Now, I'm no occupational therapist or sports psychologist, but to my untrained eyes and ears, that looks and sounds like a bad situation getting worse. CBSSports.com's Zach Harper agrees and — while not absolving Cousins, who's clearly not handling this whole deal too admirably — thinks that it's incumbent on the head coach to not only be the one to act professionally, but also stop making it worse:
When Cousins was suspended "indefinitely" for blowing up at his coach between the first and second quarters and again at halftime, Smart was teaching his young player a lesson. There is a certain line you can cross when talking to a coach who has had your back at all times this season, and DeMarcus apparently crossed it.

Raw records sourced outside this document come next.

//! Modal stack
//!
//! Blocking overlays register themselves here. The hero section pauses its
//! media while anything is open. Each overlay closes only its own entry, so
//! closing a nested picker leaves the modal beneath it open.

use smallvec::SmallVec;
use tracing::trace;

/// Overlays that block the page.
#[derive(Debug, Clone, Copy, PartialEq, Eq, Hash)]
pub enum ModalKind {
    /// Product detail sheet
    ProductDetail,

    /// Complimentary packaging picker
    PackagingPicker,

    /// Contact or wholesale form
    Inquiry,

    /// Checkout form
    Checkout,
}

/// Open overlays, front-most last.
#[derive(Debug, Clone, Default, PartialEq, Eq)]
pub struct ModalStack {
    open: SmallVec<[ModalKind; 4]>,
}

impl ModalStack {
    /// Push an overlay to the front.
    pub fn open(&mut self, kind: ModalKind) {
        self.open.push(kind);

        trace!(?kind, depth = self.open.len(), "modal opened");
    }

    /// Remove the most recent entry of `kind`. Returns `false` if none was
    /// open.
    pub fn close(&mut self, kind: ModalKind) -> bool {
        let Some(index) = self.open.iter().rposition(|open| *open == kind) else {
            return false;
        };

        self.open.remove(index);

        trace!(?kind, depth = self.open.len(), "modal closed");

        true
    }

    /// Whether any overlay is open.
    pub fn is_open(&self) -> bool {
        !self.open.is_empty()
    }

    /// Whether an overlay of `kind` is open.
    pub fn contains(&self, kind: ModalKind) -> bool {
        self.open.contains(&kind)
    }

    /// Front-most overlay.
    pub fn top(&self) -> Option<ModalKind> {
        self.open.last().copied()
    }

    /// Number of open overlays.
    pub fn depth(&self) -> usize {
        self.open.len()
    }

    /// Close everything.
    pub fn clear(&mut self) {
        self.open.clear();
    }
}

You teach him the boundary and then you move on from the situation. It's a basic parenting/mentoring tactic.
What you don't do is lift the suspension and then leave him at home against the Portland Trailblazers the next game. You don't hem and haw about whether or not a guy is going to play when the only reason he shouldn't play is because of injury or suspension. If the suspension has been lifted and he's healthy, you're doing everybody in this situation a disservice.
It's not that Cousins' actions aren't punishable. They definitely are. It's that the punishment has to be clear. You can't string the guy along if you're hoping to repair the relationship.
That relationship — which seemed so strong last season, when Smart replaced Paul Westphal with a clear need to connect with Cousins, seemed to succeed in that capacity and sparked the best play of the young big man's career — seems to be hanging by a very thin thread right now, putting Smart, Cousins and the Kings at a pivotal point in their collective development, according to Jason Jones of the Sacramento Bee:
Smart has to be wary of the same situation Westphal dealt with. Not that he'll be fired, as Westphal was after his final spat with Cousins. But with the Kings at 9-19 the locker room is already on edge after every loss.
Add an important and angry player to that, the mix could be toxic.
Another bad loss against a visiting opponent — and a short-handed one at that, as the Knicks will again be without leading scorers Carmelo Anthony and Raymond Felton, plus reserve big man Rasheed Wallace and the still-injured tandem of Amar'e Stoudemire and Iman Shumpert — would only figure to make things worse, especially if Smart shifts course and leans away from playing Cousins. If that happens, it's probably a decent bet that the few terse words Cousins chooses to express himself will be a little more colorful than "Nah" and "Nothing."